- **TASK GOAL**
Print exactly the lines below between the line holding "use crate::errors::StorageError;" and the line holding "#[diesel(treat_none_as_null = true)]", inclusive, and nothing more.

Saved entries:

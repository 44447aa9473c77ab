//! In-memory client repository with the same version check as the SQLite one.

use std::collections::HashMap;
use std::sync::{Arc, Mutex};

use async_trait::async_trait;
use chrono::Utc;

use super::{Client, ClientRepositoryTrait, NewClient};
use crate::cas::CasRecord;
use crate::errors::{Error, Result};

#[derive(Clone, Default)]
pub(crate) struct InMemoryClientRepository {
    clients: Arc<Mutex<HashMap<String, Client>>>,
}

impl InMemoryClientRepository {
    pub(crate) fn new() -> Self {
        Self::default()
    }

    /// Overwrites a stored client without a version check.
    pub(crate) fn force_put(&self, client: Client) {
        self.clients
            .lock()
            .unwrap()
            .insert(client.id.clone(), client);
    }
}

#[async_trait]
impl ClientRepositoryTrait for InMemoryClientRepository {
    async fn create(&self, new_client: NewClient) -> Result<Client> {
        let now = Utc::now();
        let client = Client {
            id: new_client
                .id
                .unwrap_or_else(|| uuid::Uuid::new_v4().to_string()),
            name: new_client.name,
            email: new_client.email,
            identity_number: new_client.identity_number,
            cas: CasRecord::new(),
            version: 1,
            created_at: now,
            updated_at: now,
        };
        self.clients
            .lock()
            .unwrap()
            .insert(client.id.clone(), client.clone());
        Ok(client)
    }

    fn get_by_id(&self, client_id: &str) -> Result<Client> {
        self.clients
            .lock()
            .unwrap()
            .get(client_id)
            .cloned()
            .ok_or_else(|| Error::NotFound(format!("Client {} not found", client_id)))
    }

    fn list(&self) -> Result<Vec<Client>> {
        Ok(self.clients.lock().unwrap().values().cloned().collect())
    }

    async fn save(&self, mut client: Client) -> Result<Client> {
        let mut clients = self.clients.lock().unwrap();
        let stored = clients
            .get(&client.id)
            .ok_or_else(|| Error::NotFound(format!("Client {} not found", client.id)))?;
        if stored.version != client.version {
            return Err(Error::Conflict(format!(
                "Client {} was modified concurrently",
                client.id
            )));
        }
        client.version += 1;
        client.updated_at = Utc::now();
        clients.insert(client.id.clone(), client.clone());
        Ok(client)
    }
}
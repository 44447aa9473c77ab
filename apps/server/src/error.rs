use advisordesk_core::errors::{Error as CoreError, ErrorKind};
use axum::{
    http::StatusCode,
    response::{IntoResponse, Response},
    Json,
};
use serde::Serialize;
use thiserror::Error;

#[derive(Error, Debug)]
pub enum ApiError {
    #[error("{0}")]
    Core(#[from] CoreError),
    #[error("{0}")]
    BadRequest(String),
    #[error("{0}")]
    Anyhow(#[from] anyhow::Error),
}

#[derive(Serialize)]
struct ErrorBody {
    code: u16,
    kind: ErrorKind,
    message: String,
}

pub fn status_for(kind: ErrorKind) -> StatusCode {
    match kind {
        ErrorKind::Validation
        | ErrorKind::Decryption
        | ErrorKind::WrongPassword
        | ErrorKind::CorruptFile
        | ErrorKind::UnsupportedFormat
        | ErrorKind::UnknownParserError => StatusCode::BAD_REQUEST,
        ErrorKind::NotFound => StatusCode::NOT_FOUND,
        ErrorKind::Conflict => StatusCode::CONFLICT,
        ErrorKind::Config | ErrorKind::Io | ErrorKind::Database | ErrorKind::Unexpected => {
            StatusCode::INTERNAL_SERVER_ERROR
        }
    }
}

impl IntoResponse for ApiError {
    fn into_response(self) -> Response {
        let kind = match &self {
            ApiError::Core(e) => e.kind(),
            ApiError::BadRequest(_) => ErrorKind::Validation,
            ApiError::Anyhow(_) => ErrorKind::Unexpected,
        };
        let status = status_for(kind);
        if status.is_server_error() {
            tracing::error!("Request failed: {}", self);
        }
        let body = Json(ErrorBody {
            code: status.as_u16(),
            kind,
            message: self.to_string(),
        });
        (status, body).into_response()
    }
}

pub type ApiResult<T> = Result<T, ApiError>;
//! AdvisorDesk Core - Domain entities, services, and traits.
//!
//! This crate contains the client and CAS ingestion logic for AdvisorDesk.
//! It is database-agnostic and defines traits that are implemented
//! by the `storage-sqlite` crate.

pub mod cas;
pub mod clients;
pub mod constants;
pub mod errors;

// Re-export error types
pub use errors::Error;
pub use errors::Result;
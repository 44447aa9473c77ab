use std::{net::SocketAddr, path::PathBuf, time::Duration};

use anyhow::Context;

pub struct Config {
    pub listen_addr: SocketAddr,
    pub db_path: String,
    pub cors_allow: Vec<String>,
    pub request_timeout: Duration,
    /// Directory holding uploaded CAS documents.
    pub cas_storage_dir: PathBuf,
    /// Key for encrypting CAS passwords at rest. Password uploads fail without it.
    pub cas_encryption_key: Option<String>,
    pub cas_parser_cmd: String,
    pub cas_parser_args: Vec<String>,
}

impl Config {
    pub fn from_env() -> anyhow::Result<Self> {
        dotenvy::dotenv().ok();
        let listen_addr: SocketAddr = std::env::var("ADV_LISTEN_ADDR")
            .unwrap_or_else(|_| "0.0.0.0:8080".to_string())
            .parse()
            .context("Invalid ADV_LISTEN_ADDR")?;
        let db_path = std::env::var("ADV_DB_PATH").unwrap_or_else(|_| "./db/app.db".into());
        let cors_allow = std::env::var("ADV_CORS_ALLOW_ORIGINS")
            .unwrap_or_else(|_| "*".into())
            .split(',')
            .map(|s| s.trim().to_string())
            .filter(|s| !s.is_empty())
            .collect();
        let timeout_ms: u64 = std::env::var("ADV_REQUEST_TIMEOUT_MS")
            .unwrap_or_else(|_| "30000".into())
            .parse()
            .unwrap_or(30000);
        let cas_storage_dir = std::env::var("ADV_CAS_STORAGE_DIR")
            .map(PathBuf::from)
            .unwrap_or_else(|_| default_cas_storage_dir(&db_path));
        let cas_encryption_key = std::env::var("ADV_CAS_ENCRYPTION_KEY")
            .ok()
            .filter(|key| !key.trim().is_empty());
        let cas_parser_cmd =
            std::env::var("ADV_CAS_PARSER_CMD").unwrap_or_else(|_| "casparser-json".into());
        let cas_parser_args = std::env::var("ADV_CAS_PARSER_ARGS")
            .map(|args| args.split_whitespace().map(str::to_string).collect())
            .unwrap_or_default();
        Ok(Self {
            listen_addr,
            db_path,
            cors_allow,
            request_timeout: Duration::from_millis(timeout_ms),
            cas_storage_dir,
            cas_encryption_key,
            cas_parser_cmd,
            cas_parser_args,
        })
    }
}

/// `cas/` next to the database file.
pub fn default_cas_storage_dir(db_path: &str) -> PathBuf {
    std::path::Path::new(db_path)
        .parent()
        .unwrap_or_else(|| std::path::Path::new("."))
        .join("cas")
}
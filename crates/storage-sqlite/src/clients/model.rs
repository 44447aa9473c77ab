//! Database model for clients.

use chrono::NaiveDateTime;
use diesel::prelude::*;

use advisordesk_core::cas::CasRecord;
use advisordesk_core::clients::Client;

use crate::errors::StorageError;

/// Database row for a client. The CAS record is stored as a JSON document so
/// the whole aggregate is written in one statement.
#[derive(Queryable, Identifiable, Insertable, AsChangeset, Selectable, PartialEq, Debug, Clone)]
#[diesel(table_name = crate::schema::clients)]
#[diesel(check_for_backend(diesel::sqlite::Sqlite))]
#[diesel(treat_none_as_null = true)]
pub struct ClientDB {
    pub id: String,
    pub name: String,
    pub email: Option<String>,
    pub identity_number: Option<String>,
    pub cas_record: String,
    pub version: i64,
    pub created_at: NaiveDateTime,
    pub updated_at: NaiveDateTime,
}

impl TryFrom<ClientDB> for Client {
    type Error = StorageError;

    fn try_from(db: ClientDB) -> Result<Self, Self::Error> {
        let cas: CasRecord = serde_json::from_str(&db.cas_record)?;
        Ok(Self {
            id: db.id,
            name: db.name,
            email: db.email,
            identity_number: db.identity_number,
            cas,
            version: db.version,
            created_at: db.created_at.and_utc(),
            updated_at: db.updated_at.and_utc(),
        })
    }
}

impl TryFrom<&Client> for ClientDB {
    type Error = StorageError;

    fn try_from(domain: &Client) -> Result<Self, Self::Error> {
        Ok(Self {
            id: domain.id.clone(),
            name: domain.name.clone(),
            email: domain.email.clone(),
            identity_number: domain.identity_number.clone(),
            cas_record: serde_json::to_string(&domain.cas)?,
            version: domain.version,
            created_at: domain.created_at.naive_utc(),
            updated_at: domain.updated_at.naive_utc(),
        })
    }
}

- **ANSWER FOR THE TASK**
use crate::errors::StorageError;

/// Database row for a client. The CAS record is stored as a JSON document so
/// the whole aggregate is written in one statement.
#[derive(Queryable, Identifiable, Insertable, AsChangeset, Selectable, PartialEq, Debug, Clone)]
#[diesel(table_name = crate::schema::clients)]
#[diesel(check_for_backend(diesel::sqlite::Sqlite))]
#[diesel(treat_none_as_null = true)]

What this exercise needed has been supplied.